Work item: Restate each entry word for word, leaving nothing out.

Extracted records
________________________

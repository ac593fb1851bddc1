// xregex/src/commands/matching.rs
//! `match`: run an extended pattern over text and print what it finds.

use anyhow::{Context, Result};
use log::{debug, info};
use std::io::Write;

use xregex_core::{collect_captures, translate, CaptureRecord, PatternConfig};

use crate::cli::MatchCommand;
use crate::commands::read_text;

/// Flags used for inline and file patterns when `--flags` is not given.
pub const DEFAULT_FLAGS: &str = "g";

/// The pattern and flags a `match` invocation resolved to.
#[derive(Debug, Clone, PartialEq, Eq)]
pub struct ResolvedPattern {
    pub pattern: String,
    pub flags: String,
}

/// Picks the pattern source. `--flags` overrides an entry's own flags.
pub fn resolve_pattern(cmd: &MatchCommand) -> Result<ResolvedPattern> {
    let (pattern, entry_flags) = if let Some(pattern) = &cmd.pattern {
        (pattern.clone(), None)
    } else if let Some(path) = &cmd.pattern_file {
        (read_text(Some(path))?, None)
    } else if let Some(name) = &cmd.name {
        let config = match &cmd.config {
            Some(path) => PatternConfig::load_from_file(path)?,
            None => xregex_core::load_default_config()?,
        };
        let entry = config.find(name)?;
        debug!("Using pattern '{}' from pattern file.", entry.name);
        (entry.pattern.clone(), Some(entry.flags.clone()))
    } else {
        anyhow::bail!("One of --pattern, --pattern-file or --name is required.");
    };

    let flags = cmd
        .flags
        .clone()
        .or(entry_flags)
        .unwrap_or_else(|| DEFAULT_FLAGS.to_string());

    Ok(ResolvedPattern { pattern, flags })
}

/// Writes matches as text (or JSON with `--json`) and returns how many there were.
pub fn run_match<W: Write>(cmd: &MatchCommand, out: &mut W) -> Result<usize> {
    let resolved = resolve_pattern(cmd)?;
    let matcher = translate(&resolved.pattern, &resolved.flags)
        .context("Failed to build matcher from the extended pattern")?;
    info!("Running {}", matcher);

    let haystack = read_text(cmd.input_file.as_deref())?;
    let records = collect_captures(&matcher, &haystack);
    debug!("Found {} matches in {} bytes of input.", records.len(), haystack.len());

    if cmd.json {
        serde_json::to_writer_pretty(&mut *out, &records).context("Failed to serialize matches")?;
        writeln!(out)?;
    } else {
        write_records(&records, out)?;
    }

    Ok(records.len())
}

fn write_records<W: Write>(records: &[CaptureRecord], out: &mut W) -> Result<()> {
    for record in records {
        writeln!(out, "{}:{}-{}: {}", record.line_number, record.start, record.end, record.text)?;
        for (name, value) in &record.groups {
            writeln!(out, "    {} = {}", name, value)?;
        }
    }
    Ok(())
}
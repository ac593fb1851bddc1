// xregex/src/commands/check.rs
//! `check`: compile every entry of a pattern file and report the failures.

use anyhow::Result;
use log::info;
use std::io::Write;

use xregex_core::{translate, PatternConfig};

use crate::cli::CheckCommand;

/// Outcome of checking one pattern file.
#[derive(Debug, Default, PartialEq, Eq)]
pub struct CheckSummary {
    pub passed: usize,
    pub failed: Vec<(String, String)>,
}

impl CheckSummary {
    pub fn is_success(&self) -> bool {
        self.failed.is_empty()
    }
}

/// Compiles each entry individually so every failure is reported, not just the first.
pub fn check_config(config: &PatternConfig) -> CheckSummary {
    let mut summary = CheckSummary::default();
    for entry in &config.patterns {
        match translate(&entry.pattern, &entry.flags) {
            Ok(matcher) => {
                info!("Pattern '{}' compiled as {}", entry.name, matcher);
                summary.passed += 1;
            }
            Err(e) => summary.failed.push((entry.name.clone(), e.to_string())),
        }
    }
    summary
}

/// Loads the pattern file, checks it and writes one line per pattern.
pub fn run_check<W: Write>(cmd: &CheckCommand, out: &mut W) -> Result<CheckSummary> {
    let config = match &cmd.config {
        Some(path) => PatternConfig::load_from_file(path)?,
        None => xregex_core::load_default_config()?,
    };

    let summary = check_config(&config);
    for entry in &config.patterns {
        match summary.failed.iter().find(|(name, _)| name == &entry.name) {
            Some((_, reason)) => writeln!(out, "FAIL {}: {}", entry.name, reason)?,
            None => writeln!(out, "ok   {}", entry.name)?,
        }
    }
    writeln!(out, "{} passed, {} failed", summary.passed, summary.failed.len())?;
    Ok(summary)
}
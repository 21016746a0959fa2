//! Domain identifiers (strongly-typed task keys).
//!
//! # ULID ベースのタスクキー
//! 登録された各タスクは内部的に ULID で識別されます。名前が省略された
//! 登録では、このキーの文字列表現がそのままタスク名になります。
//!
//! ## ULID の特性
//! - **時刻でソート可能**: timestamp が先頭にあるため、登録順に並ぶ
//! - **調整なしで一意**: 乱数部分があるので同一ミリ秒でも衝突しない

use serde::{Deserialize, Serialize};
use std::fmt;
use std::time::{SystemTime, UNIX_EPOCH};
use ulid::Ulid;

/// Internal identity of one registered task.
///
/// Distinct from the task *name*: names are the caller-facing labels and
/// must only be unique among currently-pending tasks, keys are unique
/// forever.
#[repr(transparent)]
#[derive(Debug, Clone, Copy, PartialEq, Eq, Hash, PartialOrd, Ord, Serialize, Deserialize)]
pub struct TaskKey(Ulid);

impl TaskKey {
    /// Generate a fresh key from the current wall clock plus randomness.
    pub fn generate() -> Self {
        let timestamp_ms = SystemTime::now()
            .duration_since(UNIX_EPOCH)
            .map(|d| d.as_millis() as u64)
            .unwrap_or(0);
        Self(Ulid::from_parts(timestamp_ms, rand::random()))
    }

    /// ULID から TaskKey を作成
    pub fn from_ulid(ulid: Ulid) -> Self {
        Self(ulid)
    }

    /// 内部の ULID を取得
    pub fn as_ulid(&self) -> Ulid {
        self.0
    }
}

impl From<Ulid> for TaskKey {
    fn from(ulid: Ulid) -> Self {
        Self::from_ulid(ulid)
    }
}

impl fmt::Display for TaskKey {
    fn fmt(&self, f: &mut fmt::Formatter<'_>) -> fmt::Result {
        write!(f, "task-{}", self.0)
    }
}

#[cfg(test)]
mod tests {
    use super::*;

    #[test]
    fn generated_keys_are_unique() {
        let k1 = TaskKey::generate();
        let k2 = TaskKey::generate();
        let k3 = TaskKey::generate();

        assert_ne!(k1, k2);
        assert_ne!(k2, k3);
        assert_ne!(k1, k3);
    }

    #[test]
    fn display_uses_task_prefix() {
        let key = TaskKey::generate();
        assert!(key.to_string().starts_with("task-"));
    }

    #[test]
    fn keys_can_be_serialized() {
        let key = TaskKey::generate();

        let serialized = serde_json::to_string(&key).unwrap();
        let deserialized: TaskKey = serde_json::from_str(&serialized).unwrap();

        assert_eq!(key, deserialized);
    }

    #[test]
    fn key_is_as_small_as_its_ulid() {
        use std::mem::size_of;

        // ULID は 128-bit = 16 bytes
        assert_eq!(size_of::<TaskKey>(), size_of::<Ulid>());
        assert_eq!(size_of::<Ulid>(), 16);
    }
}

________________________

Exercise output:
repository ac593fb1851bddc1
// xregex/src/commands/matching.rs
//! `match`: run an extended pattern over text and print what it finds.

use anyhow::{Context, Result};
use log::{debug, info};
use std::io::Write;

use xregex_core::{collect_captures, translate, CaptureRecord, PatternConfig};

use crate::cli::MatchCommand;
use crate::commands::read_text;

/// Flags used for inline and file patterns when `--flags` is not given.
pub const DEFAULT_FLAGS: &str = "g";

/// The pattern and flags a `match` invocation resolved to.
#[derive(Debug, Clone, PartialEq, Eq)]
pub struct ResolvedPattern {
    pub pattern: String,
    pub flags: String,
}

/// Picks the pattern source. `--flags` overrides an entry's own flags.
pub fn resolve_pattern(cmd: &MatchCommand) -> Result<ResolvedPattern> {
    let (pattern, entry_flags) = if let Some(pattern) = &cmd.pattern {
        (pattern.clone(), None)
    } else if let Some(path) = &cmd.pattern_file {
        (read_text(Some(path))?, None)
    } else if let Some(name) = &cmd.name {
        let config = match &cmd.config {
            Some(path) => PatternConfig::load_from_file(path)?,
            None => xregex_core::load_default_config()?,
        };
        let entry = config.find(name)?;
        debug!("Using pattern '{}' from pattern file.", entry.name);
        (entry.pattern.clone(), Some(entry.flags.clone()))
    } else {
        anyhow::bail!("One of --pattern, --pattern-file or --name is required.");
    };

    let flags = cmd
        .flags
        .clone()
        .or(entry_flags)
        .unwrap_or_else(|| DEFAULT_FLAGS.to_string());

    Ok(ResolvedPattern { pattern, flags })
}

/// Writes matches as text (or JSON with `--json`) and returns how many there were.
pub fn run_match<W: Write>(cmd: &MatchCommand, out: &mut W) -> Result<usize> {
    let resolved = resolve_pattern(cmd)?;
    let matcher = translate(&resolved.pattern, &resolved.flags)
        .context("Failed to build matcher from the extended pattern")?;
    info!("Running {}", matcher);

    let haystack = read_text(cmd.input_file.as_deref())?;
    let records = collect_captures(&matcher, &haystack);
    debug!("Found {} matches in {} bytes of input.", records.len(), haystack.len());

    if cmd.json {
        serde_json::to_writer_pretty(&mut *out, &records).context("Failed to serialize matches")?;
        writeln!(out)?;
    } else {
        write_records(&records, out)?;
    }

    Ok(records.len())
}

fn write_records<W: Write>(records: &[CaptureRecord], out: &mut W) -> Result<()> {
    for record in records {
        writeln!(out, "{}:{}-{}: {}", record.line_number, record.start, record.end, record.text)?;
        for (name, value) in &record.groups {
            writeln!(out, "    {} = {}", name, value)?;
        }
    }
    Ok(())
}
repository ac593fb1851bddc1
// xregex/src/commands/check.rs
//! `check`: compile every entry of a pattern file and report the failures.

use anyhow::Result;
use log::info;
use std::io::Write;

use xregex_core::{translate, PatternConfig};

use crate::cli::CheckCommand;

/// Outcome of checking one pattern file.
#[derive(Debug, Default, PartialEq, Eq)]
pub struct CheckSummary {
    pub passed: usize,
    pub failed: Vec<(String, String)>,
}

impl CheckSummary {
    pub fn is_success(&self) -> bool {
        self.failed.is_empty()
    }
}

/// Compiles each entry individually so every failure is reported, not just the first.
pub fn check_config(config: &PatternConfig) -> CheckSummary {
    let mut summary = CheckSummary::default();
    for entry in &config.patterns {
        match translate(&entry.pattern, &entry.flags) {
            Ok(matcher) => {
                info!("Pattern '{}' compiled as {}", entry.name, matcher);
                summary.passed += 1;
            }
            Err(e) => summary.failed.push((entry.name.clone(), e.to_string())),
        }
    }
    summary
}

/// Loads the pattern file, checks it and writes one line per pattern.
pub fn run_check<W: Write>(cmd: &CheckCommand, out: &mut W) -> Result<CheckSummary> {
    let config = match &cmd.config {
        Some(path) => PatternConfig::load_from_file(path)?,
        None => xregex_core::load_default_config()?,
    };

    let summary = check_config(&config);
    for entry in &config.patterns {
        match summary.failed.iter().find(|(name, _)| name == &entry.name) {
            Some((_, reason)) => writeln!(out, "FAIL {}: {}", entry.name, reason)?,
            None => writeln!(out, "ok   {}", entry.name)?,
        }
    }
    writeln!(out, "{} passed, {} failed", summary.passed, summary.failed.len())?;
    Ok(summary)
}
repository 21016746a0959fa2
//! Domain identifiers (strongly-typed task keys).
//!
//! # ULID ベースのタスクキー
//! 登録された各タスクは内部的に ULID で識別されます。名前が省略された
//! 登録では、このキーの文字列表現がそのままタスク名になります。
//!
//! ## ULID の特性
//! - **時刻でソート可能**: timestamp が先頭にあるため、登録順に並ぶ
//! - **調整なしで一意**: 乱数部分があるので同一ミリ秒でも衝突しない

use serde::{Deserialize, Serialize};
use std::fmt;
use std::time::{SystemTime, UNIX_EPOCH};
use ulid::Ulid;

/// Internal identity of one registered task.
///
/// Distinct from the task *name*: names are the caller-facing labels and
/// must only be unique among currently-pending tasks, keys are unique
/// forever.
#[repr(transparent)]
#[derive(Debug, Clone, Copy, PartialEq, Eq, Hash, PartialOrd, Ord, Serialize, Deserialize)]
pub struct TaskKey(Ulid);

impl TaskKey {
    /// Generate a fresh key from the current wall clock plus randomness.
    pub fn generate() -> Self {
        let timestamp_ms = SystemTime::now()
            .duration_since(UNIX_EPOCH)
            .map(|d| d.as_millis() as u64)
            .unwrap_or(0);
        Self(Ulid::from_parts(timestamp_ms, rand::random()))
    }

    /// ULID から TaskKey を作成
    pub fn from_ulid(ulid: Ulid) -> Self {
        Self(ulid)
    }

    /// 内部の ULID を取得
    pub fn as_ulid(&self) -> Ulid {
        self.0
    }
}

impl From<Ulid> for TaskKey {
    fn from(ulid: Ulid) -> Self {
        Self::from_ulid(ulid)
    }
}

impl fmt::Display for TaskKey {
    fn fmt(&self, f: &mut fmt::Formatter<'_>) -> fmt::Result {
        write!(f, "task-{}", self.0)
    }
}

#[cfg(test)]
mod tests {
    use super::*;

    #[test]
    fn generated_keys_are_unique() {
        let k1 = TaskKey::generate();
        let k2 = TaskKey::generate();
        let k3 = TaskKey::generate();

        assert_ne!(k1, k2);
        assert_ne!(k2, k3);
        assert_ne!(k1, k3);
    }

    #[test]
    fn display_uses_task_prefix() {
        let key = TaskKey::generate();
        assert!(key.to_string().starts_with("task-"));
    }

    #[test]
    fn keys_can_be_serialized() {
        let key = TaskKey::generate();

        let serialized = serde_json::to_string(&key).unwrap();
        let deserialized: TaskKey = serde_json::from_str(&serialized).unwrap();

        assert_eq!(key, deserialized);
    }

    #[test]
    fn key_is_as_small_as_its_ulid() {
        use std::mem::size_of;

        // ULID は 128-bit = 16 bytes
        assert_eq!(size_of::<TaskKey>(), size_of::<Ulid>());
        assert_eq!(size_of::<Ulid>(), 16);
    }
}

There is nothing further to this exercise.